- **Your assignment**:
Each line from the opening of the records that follow to the line with "pub const DEFAULT_MAX_DEPTH: usize = 16;" needs to be written out exactly. Add nothing.

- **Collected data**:

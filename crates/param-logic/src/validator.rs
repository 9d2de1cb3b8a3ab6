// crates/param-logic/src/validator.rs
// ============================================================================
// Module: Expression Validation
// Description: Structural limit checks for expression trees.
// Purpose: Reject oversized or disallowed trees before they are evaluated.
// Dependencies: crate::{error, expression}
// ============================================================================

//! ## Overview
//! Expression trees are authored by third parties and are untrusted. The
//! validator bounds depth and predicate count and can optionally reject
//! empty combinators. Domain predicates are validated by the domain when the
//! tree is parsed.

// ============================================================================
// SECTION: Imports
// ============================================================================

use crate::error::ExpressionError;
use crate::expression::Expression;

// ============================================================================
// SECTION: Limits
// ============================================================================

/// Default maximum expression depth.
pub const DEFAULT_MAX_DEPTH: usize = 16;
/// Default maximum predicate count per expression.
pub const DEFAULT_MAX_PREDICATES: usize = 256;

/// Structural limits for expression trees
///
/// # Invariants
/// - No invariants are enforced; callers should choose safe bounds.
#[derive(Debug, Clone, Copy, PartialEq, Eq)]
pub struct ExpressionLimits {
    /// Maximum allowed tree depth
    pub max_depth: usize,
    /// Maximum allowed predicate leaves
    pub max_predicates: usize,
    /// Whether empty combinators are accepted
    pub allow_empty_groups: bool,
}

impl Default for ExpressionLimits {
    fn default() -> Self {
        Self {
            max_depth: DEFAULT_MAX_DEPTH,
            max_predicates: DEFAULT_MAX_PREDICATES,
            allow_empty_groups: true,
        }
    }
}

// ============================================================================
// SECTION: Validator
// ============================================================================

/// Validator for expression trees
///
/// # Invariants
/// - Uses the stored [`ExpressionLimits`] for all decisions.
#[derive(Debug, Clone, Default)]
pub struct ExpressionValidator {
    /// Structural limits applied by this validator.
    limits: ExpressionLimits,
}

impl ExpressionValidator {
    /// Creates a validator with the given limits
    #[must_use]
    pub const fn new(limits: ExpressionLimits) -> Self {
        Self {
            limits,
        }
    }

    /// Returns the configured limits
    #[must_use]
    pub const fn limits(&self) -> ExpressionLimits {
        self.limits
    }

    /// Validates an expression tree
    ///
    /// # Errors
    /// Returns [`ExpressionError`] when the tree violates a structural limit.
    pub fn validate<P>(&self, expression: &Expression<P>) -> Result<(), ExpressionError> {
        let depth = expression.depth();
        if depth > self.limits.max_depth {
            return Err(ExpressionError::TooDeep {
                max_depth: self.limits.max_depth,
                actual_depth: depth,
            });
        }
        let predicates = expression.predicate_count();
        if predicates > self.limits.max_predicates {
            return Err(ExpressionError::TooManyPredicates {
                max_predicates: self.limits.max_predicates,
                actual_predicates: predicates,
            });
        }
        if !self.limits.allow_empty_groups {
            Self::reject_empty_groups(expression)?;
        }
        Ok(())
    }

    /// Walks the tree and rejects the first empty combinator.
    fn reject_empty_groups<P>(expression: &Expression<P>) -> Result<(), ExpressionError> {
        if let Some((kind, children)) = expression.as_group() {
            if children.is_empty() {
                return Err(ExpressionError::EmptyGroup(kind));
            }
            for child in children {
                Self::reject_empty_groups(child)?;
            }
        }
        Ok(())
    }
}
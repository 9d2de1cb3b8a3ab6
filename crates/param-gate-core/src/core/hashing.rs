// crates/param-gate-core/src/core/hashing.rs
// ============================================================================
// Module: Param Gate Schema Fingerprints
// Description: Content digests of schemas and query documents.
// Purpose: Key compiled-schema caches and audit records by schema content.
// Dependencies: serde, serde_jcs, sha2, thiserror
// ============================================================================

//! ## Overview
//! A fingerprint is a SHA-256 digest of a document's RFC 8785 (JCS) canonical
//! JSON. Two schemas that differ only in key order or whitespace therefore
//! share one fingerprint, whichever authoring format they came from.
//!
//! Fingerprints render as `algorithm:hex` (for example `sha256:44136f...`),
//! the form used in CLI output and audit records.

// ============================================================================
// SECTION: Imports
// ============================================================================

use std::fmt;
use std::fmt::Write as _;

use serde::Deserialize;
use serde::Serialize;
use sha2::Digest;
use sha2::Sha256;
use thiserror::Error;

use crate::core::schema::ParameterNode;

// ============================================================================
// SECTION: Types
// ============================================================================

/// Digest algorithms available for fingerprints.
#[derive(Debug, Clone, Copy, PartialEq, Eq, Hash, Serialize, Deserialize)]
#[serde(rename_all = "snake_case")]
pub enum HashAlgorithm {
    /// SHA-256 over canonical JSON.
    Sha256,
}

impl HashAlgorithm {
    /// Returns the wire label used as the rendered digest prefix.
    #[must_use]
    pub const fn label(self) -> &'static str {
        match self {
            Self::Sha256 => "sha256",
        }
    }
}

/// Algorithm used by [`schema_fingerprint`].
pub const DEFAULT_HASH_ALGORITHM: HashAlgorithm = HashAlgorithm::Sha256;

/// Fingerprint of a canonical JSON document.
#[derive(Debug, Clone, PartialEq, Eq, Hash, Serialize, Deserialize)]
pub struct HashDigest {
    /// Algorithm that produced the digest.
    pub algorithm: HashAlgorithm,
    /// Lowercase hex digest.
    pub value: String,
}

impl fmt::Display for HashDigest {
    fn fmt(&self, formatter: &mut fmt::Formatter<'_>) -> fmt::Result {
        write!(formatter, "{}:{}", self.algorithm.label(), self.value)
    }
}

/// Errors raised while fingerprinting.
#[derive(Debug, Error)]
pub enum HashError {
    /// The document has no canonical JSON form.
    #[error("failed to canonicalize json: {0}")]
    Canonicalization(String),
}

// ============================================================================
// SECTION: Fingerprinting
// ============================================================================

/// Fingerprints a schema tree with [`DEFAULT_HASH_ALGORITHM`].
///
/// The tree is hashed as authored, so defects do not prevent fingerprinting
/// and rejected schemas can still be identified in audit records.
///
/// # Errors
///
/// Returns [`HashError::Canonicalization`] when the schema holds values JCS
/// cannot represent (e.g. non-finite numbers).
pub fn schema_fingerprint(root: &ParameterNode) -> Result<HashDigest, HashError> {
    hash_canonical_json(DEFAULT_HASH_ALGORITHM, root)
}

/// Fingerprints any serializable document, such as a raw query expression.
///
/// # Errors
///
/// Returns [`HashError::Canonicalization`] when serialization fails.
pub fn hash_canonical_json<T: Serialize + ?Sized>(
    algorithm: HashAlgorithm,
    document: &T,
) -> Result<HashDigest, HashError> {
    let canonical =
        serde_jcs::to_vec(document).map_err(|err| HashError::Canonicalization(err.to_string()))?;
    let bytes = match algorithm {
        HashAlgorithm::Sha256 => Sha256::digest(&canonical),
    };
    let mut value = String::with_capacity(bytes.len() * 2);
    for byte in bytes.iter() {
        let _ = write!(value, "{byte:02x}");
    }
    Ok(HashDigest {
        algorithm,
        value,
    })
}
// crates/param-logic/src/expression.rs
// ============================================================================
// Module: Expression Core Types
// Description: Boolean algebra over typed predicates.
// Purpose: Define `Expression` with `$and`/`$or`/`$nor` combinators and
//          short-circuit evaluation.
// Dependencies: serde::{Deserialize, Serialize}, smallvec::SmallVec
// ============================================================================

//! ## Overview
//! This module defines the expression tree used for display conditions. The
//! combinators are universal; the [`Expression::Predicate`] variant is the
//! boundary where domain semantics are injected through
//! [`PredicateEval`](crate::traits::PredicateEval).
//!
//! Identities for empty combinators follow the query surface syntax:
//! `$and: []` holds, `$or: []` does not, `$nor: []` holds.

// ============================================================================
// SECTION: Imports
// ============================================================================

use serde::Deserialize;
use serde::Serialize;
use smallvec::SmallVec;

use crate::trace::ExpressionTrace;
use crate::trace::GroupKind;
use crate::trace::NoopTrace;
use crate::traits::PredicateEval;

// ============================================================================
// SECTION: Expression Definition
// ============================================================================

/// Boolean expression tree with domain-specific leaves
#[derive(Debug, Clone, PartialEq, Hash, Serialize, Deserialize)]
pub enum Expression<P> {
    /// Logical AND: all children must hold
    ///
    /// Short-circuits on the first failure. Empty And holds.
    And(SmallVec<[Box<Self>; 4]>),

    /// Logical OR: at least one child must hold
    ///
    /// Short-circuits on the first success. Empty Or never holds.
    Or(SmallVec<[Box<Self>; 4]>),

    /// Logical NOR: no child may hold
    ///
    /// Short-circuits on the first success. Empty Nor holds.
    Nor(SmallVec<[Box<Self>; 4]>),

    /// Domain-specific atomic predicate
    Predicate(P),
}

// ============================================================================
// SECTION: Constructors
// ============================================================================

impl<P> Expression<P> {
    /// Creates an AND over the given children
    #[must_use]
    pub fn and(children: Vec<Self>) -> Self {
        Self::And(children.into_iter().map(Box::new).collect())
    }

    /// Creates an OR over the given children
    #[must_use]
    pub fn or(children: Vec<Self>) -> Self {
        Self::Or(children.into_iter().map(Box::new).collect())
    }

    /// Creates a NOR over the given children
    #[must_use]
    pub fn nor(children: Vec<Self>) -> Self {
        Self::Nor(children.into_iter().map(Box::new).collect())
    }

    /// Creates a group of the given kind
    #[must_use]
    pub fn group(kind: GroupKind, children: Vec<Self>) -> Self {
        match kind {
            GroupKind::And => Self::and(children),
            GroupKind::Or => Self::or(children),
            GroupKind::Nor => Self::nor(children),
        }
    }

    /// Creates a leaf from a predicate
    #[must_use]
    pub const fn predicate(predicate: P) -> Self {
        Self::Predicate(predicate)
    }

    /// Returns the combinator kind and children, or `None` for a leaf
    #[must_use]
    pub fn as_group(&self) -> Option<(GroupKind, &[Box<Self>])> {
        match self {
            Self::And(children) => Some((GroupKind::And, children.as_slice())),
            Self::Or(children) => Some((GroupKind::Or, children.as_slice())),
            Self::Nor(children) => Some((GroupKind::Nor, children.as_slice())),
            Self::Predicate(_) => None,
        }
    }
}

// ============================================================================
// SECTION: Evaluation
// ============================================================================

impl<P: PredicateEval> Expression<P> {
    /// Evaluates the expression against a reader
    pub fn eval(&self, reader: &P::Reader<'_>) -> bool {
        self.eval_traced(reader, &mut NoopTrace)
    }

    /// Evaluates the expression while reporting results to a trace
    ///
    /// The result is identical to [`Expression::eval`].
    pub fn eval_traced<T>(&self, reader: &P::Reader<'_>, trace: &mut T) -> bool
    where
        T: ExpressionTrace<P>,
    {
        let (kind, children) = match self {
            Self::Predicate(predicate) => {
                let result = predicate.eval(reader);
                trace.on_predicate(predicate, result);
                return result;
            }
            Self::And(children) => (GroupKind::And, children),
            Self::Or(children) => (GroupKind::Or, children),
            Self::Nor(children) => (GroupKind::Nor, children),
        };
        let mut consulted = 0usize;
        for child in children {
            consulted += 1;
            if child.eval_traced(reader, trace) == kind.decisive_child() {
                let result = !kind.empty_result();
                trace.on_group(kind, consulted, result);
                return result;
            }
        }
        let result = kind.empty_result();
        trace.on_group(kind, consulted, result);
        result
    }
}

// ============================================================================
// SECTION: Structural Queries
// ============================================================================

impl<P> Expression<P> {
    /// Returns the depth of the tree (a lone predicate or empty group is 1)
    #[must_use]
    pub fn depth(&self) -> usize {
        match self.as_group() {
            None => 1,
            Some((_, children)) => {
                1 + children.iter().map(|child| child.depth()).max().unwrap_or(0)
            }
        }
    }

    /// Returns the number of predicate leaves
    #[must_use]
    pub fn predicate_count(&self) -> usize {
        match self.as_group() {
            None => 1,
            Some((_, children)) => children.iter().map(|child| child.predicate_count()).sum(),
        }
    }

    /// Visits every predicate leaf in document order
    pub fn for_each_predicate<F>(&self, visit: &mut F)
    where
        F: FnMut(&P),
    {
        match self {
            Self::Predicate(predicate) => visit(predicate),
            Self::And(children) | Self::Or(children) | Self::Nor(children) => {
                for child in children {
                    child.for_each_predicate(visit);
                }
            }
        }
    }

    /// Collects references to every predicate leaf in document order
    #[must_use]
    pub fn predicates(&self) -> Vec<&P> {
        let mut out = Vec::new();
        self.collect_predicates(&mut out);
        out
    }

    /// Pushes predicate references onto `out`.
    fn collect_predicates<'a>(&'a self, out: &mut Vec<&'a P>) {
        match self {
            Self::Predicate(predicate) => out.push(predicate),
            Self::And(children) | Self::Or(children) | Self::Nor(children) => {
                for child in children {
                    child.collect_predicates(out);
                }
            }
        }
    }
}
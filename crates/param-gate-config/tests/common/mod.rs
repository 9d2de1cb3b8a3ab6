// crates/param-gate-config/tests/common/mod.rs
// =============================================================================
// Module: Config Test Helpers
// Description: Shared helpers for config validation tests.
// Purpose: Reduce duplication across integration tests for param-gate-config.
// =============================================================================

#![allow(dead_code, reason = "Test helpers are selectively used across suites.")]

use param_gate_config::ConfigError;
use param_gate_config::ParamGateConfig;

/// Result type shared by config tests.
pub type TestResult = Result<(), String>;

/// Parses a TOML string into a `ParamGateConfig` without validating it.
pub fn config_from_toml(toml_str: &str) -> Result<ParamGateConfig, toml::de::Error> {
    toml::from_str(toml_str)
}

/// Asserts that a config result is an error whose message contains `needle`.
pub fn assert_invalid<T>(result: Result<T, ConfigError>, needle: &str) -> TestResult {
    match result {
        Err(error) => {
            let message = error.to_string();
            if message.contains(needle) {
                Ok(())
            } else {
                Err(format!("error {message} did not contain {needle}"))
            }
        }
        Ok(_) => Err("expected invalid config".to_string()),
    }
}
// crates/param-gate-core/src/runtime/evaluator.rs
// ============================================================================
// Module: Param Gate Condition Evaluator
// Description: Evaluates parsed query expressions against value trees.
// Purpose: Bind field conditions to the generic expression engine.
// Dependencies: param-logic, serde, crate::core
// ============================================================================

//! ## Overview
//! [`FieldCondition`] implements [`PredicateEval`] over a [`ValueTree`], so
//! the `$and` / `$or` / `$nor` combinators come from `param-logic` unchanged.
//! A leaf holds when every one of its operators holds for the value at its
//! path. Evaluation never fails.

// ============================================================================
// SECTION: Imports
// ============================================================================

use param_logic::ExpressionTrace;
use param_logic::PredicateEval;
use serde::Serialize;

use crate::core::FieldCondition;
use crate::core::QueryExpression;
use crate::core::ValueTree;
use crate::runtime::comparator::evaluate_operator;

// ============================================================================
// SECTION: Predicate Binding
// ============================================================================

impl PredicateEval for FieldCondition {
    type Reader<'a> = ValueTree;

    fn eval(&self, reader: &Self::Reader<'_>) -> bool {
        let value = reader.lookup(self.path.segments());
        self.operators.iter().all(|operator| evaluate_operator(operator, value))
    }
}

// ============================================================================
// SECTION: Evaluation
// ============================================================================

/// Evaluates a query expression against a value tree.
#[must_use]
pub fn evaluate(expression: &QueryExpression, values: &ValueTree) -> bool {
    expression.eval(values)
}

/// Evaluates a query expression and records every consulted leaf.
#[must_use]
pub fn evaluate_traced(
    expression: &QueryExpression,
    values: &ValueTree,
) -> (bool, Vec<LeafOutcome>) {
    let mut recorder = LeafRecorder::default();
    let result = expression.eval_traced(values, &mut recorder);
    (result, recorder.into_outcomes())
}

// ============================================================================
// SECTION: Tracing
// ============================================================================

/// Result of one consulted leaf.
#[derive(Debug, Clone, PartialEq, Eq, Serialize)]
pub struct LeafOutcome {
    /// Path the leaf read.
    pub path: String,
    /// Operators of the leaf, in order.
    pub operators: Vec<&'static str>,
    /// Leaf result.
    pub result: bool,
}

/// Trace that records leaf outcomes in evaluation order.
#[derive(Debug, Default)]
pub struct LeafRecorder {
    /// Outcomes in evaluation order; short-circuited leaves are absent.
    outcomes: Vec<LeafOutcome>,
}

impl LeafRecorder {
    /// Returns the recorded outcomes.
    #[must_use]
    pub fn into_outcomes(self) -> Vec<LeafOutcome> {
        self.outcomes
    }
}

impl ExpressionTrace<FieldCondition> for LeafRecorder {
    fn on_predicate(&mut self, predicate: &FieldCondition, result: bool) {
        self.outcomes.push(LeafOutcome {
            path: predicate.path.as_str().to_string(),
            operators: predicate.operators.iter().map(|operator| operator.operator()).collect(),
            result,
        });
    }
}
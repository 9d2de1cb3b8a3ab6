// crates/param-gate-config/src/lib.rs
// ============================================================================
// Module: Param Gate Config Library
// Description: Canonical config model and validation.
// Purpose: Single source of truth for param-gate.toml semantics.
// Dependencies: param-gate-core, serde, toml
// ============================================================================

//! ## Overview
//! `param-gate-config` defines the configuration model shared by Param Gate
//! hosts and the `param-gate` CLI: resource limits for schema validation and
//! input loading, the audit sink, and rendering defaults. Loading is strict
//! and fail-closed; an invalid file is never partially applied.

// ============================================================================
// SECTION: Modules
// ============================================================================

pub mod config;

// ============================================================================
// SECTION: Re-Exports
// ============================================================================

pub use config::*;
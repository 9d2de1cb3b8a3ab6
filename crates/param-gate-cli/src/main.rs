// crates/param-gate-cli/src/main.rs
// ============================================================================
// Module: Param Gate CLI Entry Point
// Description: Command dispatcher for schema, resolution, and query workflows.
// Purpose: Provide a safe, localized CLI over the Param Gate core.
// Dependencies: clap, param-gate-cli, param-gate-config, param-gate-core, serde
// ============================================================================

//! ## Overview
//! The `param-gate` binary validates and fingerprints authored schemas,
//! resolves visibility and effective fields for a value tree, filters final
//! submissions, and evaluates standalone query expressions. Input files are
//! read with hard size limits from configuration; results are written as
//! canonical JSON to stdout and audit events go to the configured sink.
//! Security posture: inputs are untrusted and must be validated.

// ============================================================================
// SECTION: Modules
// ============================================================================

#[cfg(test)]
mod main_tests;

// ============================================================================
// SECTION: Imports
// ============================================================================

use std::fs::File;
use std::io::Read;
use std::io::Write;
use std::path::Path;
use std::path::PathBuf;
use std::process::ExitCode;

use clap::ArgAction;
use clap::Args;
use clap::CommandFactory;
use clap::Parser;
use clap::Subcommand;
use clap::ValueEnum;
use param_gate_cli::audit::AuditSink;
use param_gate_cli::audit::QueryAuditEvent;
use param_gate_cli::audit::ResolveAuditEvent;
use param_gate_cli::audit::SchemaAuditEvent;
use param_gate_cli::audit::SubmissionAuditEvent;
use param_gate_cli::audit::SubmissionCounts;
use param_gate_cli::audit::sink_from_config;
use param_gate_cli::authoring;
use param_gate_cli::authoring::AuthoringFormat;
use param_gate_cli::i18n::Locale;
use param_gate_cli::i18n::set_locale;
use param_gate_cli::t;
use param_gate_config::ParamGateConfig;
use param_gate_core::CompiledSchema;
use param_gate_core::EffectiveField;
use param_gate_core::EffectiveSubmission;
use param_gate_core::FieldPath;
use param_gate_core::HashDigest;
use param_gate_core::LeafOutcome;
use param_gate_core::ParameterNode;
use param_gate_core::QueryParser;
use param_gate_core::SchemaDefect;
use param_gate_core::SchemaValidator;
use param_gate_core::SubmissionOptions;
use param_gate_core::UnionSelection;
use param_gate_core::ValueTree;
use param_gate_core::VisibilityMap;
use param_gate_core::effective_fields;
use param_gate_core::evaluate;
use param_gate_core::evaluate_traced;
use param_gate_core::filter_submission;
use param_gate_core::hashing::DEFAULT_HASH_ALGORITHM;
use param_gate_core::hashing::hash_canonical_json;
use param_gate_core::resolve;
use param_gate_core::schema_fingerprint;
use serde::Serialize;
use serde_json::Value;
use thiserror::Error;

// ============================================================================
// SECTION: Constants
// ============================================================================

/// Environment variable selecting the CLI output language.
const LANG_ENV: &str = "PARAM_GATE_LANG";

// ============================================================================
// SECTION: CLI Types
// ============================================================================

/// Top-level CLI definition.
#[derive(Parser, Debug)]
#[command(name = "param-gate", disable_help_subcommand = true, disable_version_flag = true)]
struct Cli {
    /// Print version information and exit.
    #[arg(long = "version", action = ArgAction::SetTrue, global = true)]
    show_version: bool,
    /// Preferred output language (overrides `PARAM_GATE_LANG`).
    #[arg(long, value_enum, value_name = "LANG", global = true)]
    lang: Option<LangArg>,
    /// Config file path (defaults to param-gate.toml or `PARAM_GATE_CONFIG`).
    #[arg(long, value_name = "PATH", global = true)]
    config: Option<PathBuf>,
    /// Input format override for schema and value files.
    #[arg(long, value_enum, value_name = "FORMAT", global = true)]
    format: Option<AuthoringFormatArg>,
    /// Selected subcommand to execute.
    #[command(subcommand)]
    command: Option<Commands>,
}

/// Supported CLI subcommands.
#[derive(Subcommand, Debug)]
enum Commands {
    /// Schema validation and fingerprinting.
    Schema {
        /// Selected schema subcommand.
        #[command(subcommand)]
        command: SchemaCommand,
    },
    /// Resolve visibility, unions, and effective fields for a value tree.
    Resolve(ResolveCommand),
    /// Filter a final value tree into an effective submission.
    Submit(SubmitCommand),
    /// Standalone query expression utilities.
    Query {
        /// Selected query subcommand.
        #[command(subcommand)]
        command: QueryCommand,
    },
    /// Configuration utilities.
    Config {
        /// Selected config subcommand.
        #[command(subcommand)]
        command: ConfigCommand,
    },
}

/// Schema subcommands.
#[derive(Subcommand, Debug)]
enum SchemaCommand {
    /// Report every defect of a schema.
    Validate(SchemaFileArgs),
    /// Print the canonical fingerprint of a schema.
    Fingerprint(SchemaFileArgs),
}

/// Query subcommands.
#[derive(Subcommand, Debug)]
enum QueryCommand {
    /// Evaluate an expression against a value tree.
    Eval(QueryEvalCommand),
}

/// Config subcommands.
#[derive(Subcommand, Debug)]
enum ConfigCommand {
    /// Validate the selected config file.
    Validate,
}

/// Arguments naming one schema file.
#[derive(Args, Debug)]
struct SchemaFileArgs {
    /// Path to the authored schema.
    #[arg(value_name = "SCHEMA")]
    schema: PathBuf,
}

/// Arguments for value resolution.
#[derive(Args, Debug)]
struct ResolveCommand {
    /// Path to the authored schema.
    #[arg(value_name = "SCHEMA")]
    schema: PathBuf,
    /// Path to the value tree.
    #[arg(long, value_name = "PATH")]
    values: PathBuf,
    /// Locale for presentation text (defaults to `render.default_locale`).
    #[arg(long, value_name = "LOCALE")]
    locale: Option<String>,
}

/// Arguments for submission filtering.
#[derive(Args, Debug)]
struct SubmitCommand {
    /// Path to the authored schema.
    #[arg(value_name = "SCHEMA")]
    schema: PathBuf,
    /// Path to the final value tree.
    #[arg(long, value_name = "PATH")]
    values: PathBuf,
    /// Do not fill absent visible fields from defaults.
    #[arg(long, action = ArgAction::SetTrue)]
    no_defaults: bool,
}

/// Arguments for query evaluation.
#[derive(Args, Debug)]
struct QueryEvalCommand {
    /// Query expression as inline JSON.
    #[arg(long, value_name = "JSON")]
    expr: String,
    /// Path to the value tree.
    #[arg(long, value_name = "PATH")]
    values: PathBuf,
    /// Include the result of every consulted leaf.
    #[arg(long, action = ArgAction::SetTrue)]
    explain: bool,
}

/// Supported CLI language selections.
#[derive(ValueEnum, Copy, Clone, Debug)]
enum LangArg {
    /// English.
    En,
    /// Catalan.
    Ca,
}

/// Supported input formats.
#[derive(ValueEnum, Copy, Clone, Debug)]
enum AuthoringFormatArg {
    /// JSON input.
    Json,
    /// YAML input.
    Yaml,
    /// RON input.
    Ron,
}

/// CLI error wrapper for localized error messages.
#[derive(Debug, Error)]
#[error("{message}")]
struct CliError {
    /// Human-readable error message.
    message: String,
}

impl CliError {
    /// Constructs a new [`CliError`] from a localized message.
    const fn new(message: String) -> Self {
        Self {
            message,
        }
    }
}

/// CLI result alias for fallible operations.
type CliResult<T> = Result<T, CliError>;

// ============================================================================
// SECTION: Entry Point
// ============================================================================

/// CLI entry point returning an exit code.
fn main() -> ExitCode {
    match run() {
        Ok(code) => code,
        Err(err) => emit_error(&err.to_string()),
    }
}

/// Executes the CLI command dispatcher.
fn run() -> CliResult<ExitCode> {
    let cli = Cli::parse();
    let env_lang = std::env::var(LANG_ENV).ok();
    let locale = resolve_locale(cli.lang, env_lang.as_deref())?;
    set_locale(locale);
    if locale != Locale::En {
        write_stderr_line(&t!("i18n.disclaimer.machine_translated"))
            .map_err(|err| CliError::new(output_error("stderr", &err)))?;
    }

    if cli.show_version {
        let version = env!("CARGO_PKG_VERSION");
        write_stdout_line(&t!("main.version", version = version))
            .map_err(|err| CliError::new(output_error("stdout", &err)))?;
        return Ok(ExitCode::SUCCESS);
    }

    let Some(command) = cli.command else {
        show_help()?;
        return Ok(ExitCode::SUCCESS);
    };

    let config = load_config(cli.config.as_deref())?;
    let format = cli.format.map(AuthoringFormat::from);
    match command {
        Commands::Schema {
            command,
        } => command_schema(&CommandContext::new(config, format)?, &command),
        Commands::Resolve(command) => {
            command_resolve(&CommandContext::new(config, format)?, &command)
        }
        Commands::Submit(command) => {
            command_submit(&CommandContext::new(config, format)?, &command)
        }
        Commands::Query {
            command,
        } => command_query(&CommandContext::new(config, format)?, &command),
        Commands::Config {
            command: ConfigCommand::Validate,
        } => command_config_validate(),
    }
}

- **Written solution**:
filename crates/param-logic/src/validator.rs
repository 9d2de1cb3b8a3ab6
// crates/param-logic/src/validator.rs
// ============================================================================
// Module: Expression Validation
// Description: Structural limit checks for expression trees.
// Purpose: Reject oversized or disallowed trees before they are evaluated.
// Dependencies: crate::{error, expression}
// ============================================================================

//! ## Overview
//! Expression trees are authored by third parties and are untrusted. The
//! validator bounds depth and predicate count and can optionally reject
//! empty combinators. Domain predicates are validated by the domain when the
//! tree is parsed.

// ============================================================================
// SECTION: Imports
// ============================================================================

use crate::error::ExpressionError;
use crate::expression::Expression;

// ============================================================================
// SECTION: Limits
// ============================================================================

/// Default maximum expression depth.
pub const DEFAULT_MAX_DEPTH: usize = 16;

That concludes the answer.